Extracted information:
* * * * * * * * *

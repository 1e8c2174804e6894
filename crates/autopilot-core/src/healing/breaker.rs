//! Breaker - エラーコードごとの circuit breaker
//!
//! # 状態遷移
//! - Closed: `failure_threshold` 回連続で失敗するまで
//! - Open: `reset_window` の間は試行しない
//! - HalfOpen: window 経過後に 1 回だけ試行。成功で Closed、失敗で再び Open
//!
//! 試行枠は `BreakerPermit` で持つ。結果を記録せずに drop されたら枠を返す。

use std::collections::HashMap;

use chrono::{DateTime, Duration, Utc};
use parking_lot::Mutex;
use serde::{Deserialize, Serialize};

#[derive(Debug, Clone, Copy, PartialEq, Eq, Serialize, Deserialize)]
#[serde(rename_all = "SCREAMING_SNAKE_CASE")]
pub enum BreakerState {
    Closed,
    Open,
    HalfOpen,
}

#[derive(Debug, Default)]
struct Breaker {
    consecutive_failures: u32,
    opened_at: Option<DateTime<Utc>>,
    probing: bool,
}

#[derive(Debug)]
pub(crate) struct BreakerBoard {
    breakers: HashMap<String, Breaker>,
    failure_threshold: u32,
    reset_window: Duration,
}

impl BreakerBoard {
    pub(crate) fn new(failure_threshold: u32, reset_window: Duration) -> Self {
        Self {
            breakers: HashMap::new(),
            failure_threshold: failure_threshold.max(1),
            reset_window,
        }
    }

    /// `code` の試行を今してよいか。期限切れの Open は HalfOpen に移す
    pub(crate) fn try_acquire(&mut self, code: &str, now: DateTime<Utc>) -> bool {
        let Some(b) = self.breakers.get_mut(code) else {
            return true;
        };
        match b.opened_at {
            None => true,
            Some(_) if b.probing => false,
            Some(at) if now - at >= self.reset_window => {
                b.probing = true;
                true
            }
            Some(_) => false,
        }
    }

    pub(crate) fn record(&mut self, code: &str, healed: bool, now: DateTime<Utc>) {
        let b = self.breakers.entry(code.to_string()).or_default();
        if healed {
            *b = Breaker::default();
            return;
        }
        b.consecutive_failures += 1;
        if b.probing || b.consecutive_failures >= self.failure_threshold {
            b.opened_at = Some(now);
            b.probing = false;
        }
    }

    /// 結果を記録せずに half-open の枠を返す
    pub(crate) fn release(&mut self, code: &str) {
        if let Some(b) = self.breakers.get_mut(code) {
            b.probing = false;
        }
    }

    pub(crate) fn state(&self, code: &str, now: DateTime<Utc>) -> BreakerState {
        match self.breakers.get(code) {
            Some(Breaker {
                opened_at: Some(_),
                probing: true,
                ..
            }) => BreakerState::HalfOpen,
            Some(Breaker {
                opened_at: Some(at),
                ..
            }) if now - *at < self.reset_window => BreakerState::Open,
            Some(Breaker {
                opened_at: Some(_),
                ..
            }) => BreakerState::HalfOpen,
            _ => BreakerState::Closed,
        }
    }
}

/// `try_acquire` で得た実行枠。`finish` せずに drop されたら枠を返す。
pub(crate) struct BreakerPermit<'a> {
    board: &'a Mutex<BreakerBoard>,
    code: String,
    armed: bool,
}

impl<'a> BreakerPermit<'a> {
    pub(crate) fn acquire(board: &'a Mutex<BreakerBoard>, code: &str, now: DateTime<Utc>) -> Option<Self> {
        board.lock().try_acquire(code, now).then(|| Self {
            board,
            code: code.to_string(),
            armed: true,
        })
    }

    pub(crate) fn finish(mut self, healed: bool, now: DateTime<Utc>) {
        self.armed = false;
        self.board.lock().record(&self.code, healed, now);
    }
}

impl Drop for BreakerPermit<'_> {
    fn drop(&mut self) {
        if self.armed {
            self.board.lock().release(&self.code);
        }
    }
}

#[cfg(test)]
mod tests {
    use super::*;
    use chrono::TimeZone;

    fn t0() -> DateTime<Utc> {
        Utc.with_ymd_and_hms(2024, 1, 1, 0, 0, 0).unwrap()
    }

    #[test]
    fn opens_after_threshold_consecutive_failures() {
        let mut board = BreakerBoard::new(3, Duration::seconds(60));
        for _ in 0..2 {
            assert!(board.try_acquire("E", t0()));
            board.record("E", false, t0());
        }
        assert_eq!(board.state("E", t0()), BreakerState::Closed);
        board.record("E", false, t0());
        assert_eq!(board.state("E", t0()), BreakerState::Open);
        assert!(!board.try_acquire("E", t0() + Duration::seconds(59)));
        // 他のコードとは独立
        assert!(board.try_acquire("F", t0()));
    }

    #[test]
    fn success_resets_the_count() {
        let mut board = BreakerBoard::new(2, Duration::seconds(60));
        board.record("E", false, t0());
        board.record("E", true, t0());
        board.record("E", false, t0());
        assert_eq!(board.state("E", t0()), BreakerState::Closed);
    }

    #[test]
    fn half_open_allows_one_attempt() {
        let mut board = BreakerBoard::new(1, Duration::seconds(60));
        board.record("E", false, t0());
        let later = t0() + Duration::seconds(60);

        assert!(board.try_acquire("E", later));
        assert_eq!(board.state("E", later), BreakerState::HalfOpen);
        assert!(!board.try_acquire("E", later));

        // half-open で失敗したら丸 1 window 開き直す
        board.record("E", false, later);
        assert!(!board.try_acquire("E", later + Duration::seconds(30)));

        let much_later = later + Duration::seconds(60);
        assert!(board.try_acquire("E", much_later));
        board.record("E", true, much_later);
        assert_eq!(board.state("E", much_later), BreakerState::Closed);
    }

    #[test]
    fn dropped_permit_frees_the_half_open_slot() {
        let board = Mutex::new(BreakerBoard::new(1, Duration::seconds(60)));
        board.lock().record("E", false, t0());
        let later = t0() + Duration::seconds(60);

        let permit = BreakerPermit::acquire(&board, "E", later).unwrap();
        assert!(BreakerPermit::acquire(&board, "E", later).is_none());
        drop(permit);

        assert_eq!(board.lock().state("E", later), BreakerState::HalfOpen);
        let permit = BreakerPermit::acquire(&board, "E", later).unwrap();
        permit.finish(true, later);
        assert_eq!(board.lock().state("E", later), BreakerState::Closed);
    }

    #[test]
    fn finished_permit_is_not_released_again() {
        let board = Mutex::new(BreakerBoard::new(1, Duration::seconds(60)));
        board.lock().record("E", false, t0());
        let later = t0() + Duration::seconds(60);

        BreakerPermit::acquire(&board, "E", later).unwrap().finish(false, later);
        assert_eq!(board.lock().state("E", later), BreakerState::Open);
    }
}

* * * * * * * * *

Task requirements: An exact copy of every record is needed.

Solution for this problem:
repository 1e8c2174804e6894
filename crates/autopilot-core/src/healing/breaker.rs
//! Breaker - エラーコードごとの circuit breaker
//!
//! # 状態遷移
//! - Closed: `failure_threshold` 回連続で失敗するまで
//! - Open: `reset_window` の間は試行しない
//! - HalfOpen: window 経過後に 1 回だけ試行。成功で Closed、失敗で再び Open
//!
//! 試行枠は `BreakerPermit` で持つ。結果を記録せずに drop されたら枠を返す。

use std::collections::HashMap;

use chrono::{DateTime, Duration, Utc};
use parking_lot::Mutex;
use serde::{Deserialize, Serialize};

#[derive(Debug, Clone, Copy, PartialEq, Eq, Serialize, Deserialize)]
#[serde(rename_all = "SCREAMING_SNAKE_CASE")]
pub enum BreakerState {
    Closed,
    Open,
    HalfOpen,
}

#[derive(Debug, Default)]
struct Breaker {
    consecutive_failures: u32,
    opened_at: Option<DateTime<Utc>>,
    probing: bool,
}

#[derive(Debug)]
pub(crate) struct BreakerBoard {
    breakers: HashMap<String, Breaker>,
    failure_threshold: u32,
    reset_window: Duration,
}

impl BreakerBoard {
    pub(crate) fn new(failure_threshold: u32, reset_window: Duration) -> Self {
        Self {
            breakers: HashMap::new(),
            failure_threshold: failure_threshold.max(1),
            reset_window,
        }
    }

    /// `code` の試行を今してよいか。期限切れの Open は HalfOpen に移す
    pub(crate) fn try_acquire(&mut self, code: &str, now: DateTime<Utc>) -> bool {
        let Some(b) = self.breakers.get_mut(code) else {
            return true;
        };
        match b.opened_at {
            None => true,
            Some(_) if b.probing => false,
            Some(at) if now - at >= self.reset_window => {
                b.probing = true;
                true
            }
            Some(_) => false,
        }
    }

    pub(crate) fn record(&mut self, code: &str, healed: bool, now: DateTime<Utc>) {
        let b = self.breakers.entry(code.to_string()).or_default();
        if healed {
            *b = Breaker::default();
            return;
        }
        b.consecutive_failures += 1;
        if b.probing || b.consecutive_failures >= self.failure_threshold {
            b.opened_at = Some(now);
            b.probing = false;
        }
    }

    /// 結果を記録せずに half-open の枠を返す
    pub(crate) fn release(&mut self, code: &str) {
        if let Some(b) = self.breakers.get_mut(code) {
            b.probing = false;
        }
    }

    pub(crate) fn state(&self, code: &str, now: DateTime<Utc>) -> BreakerState {
        match self.breakers.get(code) {
            Some(Breaker {
                opened_at: Some(_),
                probing: true,
                ..
            }) => BreakerState::HalfOpen,
            Some(Breaker {
                opened_at: Some(at),
                ..
            }) if now - *at < self.reset_window => BreakerState::Open,
            Some(Breaker {
                opened_at: Some(_),
                ..
            }) => BreakerState::HalfOpen,
            _ => BreakerState::Closed,
        }
    }
}

/// `try_acquire` で得た実行枠。`finish` せずに drop されたら枠を返す。
pub(crate) struct BreakerPermit<'a> {
    board: &'a Mutex<BreakerBoard>,
    code: String,
    armed: bool,
}

impl<'a> BreakerPermit<'a> {
    pub(crate) fn acquire(board: &'a Mutex<BreakerBoard>, code: &str, now: DateTime<Utc>) -> Option<Self> {
        board.lock().try_acquire(code, now).then(|| Self {
            board,
            code: code.to_string(),
            armed: true,
        })
    }

    pub(crate) fn finish(mut self, healed: bool, now: DateTime<Utc>) {
        self.armed = false;
        self.board.lock().record(&self.code, healed, now);
    }
}

impl Drop for BreakerPermit<'_> {
    fn drop(&mut self) {
        if self.armed {
            self.board.lock().release(&self.code);
        }
    }
}

#[cfg(test)]
mod tests {
    use super::*;
    use chrono::TimeZone;

    fn t0() -> DateTime<Utc> {
        Utc.with_ymd_and_hms(2024, 1, 1, 0, 0, 0).unwrap()
    }

    #[test]
    fn opens_after_threshold_consecutive_failures() {
        let mut board = BreakerBoard::new(3, Duration::seconds(60));
        for _ in 0..2 {
            assert!(board.try_acquire("E", t0()));
            board.record("E", false, t0());
        }
        assert_eq!(board.state("E", t0()), BreakerState::Closed);
        board.record("E", false, t0());
        assert_eq!(board.state("E", t0()), BreakerState::Open);
        assert!(!board.try_acquire("E", t0() + Duration::seconds(59)));
        // 他のコードとは独立
        assert!(board.try_acquire("F", t0()));
    }

    #[test]
    fn success_resets_the_count() {
        let mut board = BreakerBoard::new(2, Duration::seconds(60));
        board.record("E", false, t0());
        board.record("E", true, t0());
        board.record("E", false, t0());
        assert_eq!(board.state("E", t0()), BreakerState::Closed);
    }

    #[test]
    fn half_open_allows_one_attempt() {
        let mut board = BreakerBoard::new(1, Duration::seconds(60));
        board.record("E", false, t0());
        let later = t0() + Duration::seconds(60);

        assert!(board.try_acquire("E", later));
        assert_eq!(board.state("E", later), BreakerState::HalfOpen);
        assert!(!board.try_acquire("E", later));

        // half-open で失敗したら丸 1 window 開き直す
        board.record("E", false, later);
        assert!(!board.try_acquire("E", later + Duration::seconds(30)));

        let much_later = later + Duration::seconds(60);
        assert!(board.try_acquire("E", much_later));
        board.record("E", true, much_later);
        assert_eq!(board.state("E", much_later), BreakerState::Closed);
    }

    #[test]
    fn dropped_permit_frees_the_half_open_slot() {
        let board = Mutex::new(BreakerBoard::new(1, Duration::seconds(60)));
        board.lock().record("E", false, t0());
        let later = t0() + Duration::seconds(60);

        let permit = BreakerPermit::acquire(&board, "E", later).unwrap();
        assert!(BreakerPermit::acquire(&board, "E", later).is_none());
        drop(permit);

        assert_eq!(board.lock().state("E", later), BreakerState::HalfOpen);
        let permit = BreakerPermit::acquire(&board, "E", later).unwrap();
        permit.finish(true, later);
        assert_eq!(board.lock().state("E", later), BreakerState::Closed);
    }

    #[test]
    fn finished_permit_is_not_released_again() {
        let board = Mutex::new(BreakerBoard::new(1, Duration::seconds(60)));
        board.lock().record("E", false, t0());
        let later = t0() + Duration::seconds(60);

        BreakerPermit::acquire(&board, "E", later).unwrap().finish(false, later);
        assert_eq!(board.lock().state("E", later), BreakerState::Open);
    }
}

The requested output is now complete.